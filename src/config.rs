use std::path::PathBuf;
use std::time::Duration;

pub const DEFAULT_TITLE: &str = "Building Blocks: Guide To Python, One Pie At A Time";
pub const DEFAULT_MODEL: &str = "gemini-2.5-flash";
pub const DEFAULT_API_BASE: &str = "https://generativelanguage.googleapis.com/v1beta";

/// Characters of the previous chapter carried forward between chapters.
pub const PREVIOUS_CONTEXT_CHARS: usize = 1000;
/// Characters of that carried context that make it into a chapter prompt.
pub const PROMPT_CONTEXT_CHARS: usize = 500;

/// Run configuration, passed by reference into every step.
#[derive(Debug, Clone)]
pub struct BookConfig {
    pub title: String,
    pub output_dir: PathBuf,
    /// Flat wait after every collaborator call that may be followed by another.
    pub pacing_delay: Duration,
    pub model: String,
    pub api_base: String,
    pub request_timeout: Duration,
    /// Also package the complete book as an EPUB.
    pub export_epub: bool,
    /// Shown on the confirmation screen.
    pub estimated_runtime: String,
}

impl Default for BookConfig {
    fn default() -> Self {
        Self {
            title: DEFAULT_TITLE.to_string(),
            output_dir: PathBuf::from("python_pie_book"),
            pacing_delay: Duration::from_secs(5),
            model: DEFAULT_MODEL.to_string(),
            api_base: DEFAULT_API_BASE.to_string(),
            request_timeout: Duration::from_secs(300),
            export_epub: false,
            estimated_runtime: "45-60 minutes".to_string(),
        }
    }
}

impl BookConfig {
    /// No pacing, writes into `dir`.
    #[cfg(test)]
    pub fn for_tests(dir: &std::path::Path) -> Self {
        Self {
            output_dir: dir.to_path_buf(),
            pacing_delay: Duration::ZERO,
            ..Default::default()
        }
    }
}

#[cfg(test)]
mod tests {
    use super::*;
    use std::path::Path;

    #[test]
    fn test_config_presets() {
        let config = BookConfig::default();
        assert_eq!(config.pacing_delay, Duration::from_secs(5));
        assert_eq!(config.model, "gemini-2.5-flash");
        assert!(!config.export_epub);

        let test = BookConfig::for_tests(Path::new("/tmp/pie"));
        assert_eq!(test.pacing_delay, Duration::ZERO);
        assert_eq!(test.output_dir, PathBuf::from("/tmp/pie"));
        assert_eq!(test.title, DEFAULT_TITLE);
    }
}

┄┄┄┄┄┄┄┄┄┄

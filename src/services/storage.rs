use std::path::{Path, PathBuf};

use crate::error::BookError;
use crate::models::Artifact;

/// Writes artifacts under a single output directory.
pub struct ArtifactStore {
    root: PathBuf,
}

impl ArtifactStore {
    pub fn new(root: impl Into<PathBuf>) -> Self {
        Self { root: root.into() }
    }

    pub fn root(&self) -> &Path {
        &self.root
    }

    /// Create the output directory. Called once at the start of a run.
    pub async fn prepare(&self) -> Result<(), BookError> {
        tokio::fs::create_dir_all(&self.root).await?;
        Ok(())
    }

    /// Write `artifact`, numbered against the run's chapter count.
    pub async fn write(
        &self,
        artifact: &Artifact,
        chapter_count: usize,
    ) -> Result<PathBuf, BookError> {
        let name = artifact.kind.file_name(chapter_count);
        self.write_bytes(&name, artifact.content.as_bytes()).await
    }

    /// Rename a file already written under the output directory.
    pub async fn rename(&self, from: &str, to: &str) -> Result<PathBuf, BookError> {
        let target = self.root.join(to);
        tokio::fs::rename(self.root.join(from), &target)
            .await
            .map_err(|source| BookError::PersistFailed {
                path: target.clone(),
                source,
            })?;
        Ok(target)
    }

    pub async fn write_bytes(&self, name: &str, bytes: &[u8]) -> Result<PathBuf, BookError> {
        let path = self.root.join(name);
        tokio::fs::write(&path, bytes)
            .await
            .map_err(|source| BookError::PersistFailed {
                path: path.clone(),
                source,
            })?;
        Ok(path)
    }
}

┄┄┄┄┄┄┄┄┄┄

→ **The problem**:
Only the count is wanted. Count the lines of the data above that include the string "filename".

→ **Your solution**:
2